> _DIRECTIONS FOR THIS TASK_
One number is the whole answer: how many lines of the records include "IntoView".

(Saved data entries)
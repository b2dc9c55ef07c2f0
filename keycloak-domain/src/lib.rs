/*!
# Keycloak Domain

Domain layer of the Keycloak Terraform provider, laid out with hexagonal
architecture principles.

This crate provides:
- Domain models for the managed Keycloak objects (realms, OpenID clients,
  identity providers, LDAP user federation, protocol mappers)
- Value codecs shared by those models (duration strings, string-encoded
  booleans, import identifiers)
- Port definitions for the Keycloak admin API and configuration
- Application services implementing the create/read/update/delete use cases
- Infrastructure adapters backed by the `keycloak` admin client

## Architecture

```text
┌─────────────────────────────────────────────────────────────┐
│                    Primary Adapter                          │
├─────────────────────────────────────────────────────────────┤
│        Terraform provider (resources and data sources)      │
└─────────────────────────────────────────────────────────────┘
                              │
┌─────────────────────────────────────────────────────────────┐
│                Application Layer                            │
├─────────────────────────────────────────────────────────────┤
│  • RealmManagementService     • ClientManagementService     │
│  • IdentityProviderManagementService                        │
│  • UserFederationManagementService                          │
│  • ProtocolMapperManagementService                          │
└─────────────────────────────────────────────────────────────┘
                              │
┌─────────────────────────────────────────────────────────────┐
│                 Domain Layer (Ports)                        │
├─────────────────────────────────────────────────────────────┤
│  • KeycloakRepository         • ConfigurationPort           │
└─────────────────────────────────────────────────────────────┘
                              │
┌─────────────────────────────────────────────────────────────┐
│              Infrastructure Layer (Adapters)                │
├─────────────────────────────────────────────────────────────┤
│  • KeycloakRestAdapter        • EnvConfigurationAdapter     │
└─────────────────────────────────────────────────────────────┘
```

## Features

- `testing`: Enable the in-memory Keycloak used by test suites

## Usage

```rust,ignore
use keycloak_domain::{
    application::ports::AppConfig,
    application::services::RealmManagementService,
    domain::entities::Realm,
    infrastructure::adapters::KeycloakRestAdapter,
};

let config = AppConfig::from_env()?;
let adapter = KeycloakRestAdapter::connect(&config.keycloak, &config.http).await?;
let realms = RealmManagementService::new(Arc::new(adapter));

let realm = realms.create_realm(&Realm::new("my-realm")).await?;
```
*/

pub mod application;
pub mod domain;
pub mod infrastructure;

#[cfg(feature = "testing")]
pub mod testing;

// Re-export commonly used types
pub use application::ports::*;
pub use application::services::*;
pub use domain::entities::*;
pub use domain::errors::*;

...

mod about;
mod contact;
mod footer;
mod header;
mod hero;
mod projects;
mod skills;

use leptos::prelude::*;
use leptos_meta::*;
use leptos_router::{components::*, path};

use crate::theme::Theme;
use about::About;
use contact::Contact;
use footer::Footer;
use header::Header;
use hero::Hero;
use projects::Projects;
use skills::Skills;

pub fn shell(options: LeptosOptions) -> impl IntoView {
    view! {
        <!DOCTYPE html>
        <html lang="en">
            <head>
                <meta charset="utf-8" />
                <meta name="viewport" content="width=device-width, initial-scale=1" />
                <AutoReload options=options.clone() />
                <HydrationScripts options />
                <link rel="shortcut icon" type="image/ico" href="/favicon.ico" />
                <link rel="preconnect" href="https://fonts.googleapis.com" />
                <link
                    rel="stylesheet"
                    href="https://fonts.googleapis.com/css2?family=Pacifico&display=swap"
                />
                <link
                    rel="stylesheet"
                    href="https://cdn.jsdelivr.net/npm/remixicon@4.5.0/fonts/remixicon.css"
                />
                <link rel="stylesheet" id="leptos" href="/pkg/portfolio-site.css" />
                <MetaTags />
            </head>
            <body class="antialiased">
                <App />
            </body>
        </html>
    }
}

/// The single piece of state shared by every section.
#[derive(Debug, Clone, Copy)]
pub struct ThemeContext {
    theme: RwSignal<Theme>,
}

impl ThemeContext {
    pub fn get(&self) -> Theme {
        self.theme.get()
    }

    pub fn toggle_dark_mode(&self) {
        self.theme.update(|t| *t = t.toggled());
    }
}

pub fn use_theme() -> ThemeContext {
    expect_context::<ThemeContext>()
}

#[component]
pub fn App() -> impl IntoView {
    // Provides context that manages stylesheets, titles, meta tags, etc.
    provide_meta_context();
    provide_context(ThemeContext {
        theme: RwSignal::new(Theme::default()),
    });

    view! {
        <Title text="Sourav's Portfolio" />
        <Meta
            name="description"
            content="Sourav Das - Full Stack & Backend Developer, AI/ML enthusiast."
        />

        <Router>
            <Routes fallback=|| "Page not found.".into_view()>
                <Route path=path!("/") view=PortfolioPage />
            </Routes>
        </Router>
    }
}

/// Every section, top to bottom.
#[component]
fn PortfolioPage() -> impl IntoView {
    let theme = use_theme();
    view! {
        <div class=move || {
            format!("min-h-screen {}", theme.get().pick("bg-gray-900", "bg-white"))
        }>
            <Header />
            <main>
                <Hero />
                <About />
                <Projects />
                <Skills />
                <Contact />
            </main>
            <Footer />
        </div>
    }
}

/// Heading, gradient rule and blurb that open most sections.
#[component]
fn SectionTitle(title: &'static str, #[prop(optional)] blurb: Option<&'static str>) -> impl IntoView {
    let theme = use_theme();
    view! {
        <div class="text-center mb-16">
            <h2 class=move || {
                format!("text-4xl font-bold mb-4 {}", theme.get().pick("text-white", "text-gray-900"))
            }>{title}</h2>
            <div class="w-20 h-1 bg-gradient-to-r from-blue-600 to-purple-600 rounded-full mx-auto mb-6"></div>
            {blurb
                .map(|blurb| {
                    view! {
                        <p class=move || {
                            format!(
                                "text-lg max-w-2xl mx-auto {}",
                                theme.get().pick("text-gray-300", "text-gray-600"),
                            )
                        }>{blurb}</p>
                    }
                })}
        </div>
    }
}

> _SOLVED EXERCISE_
4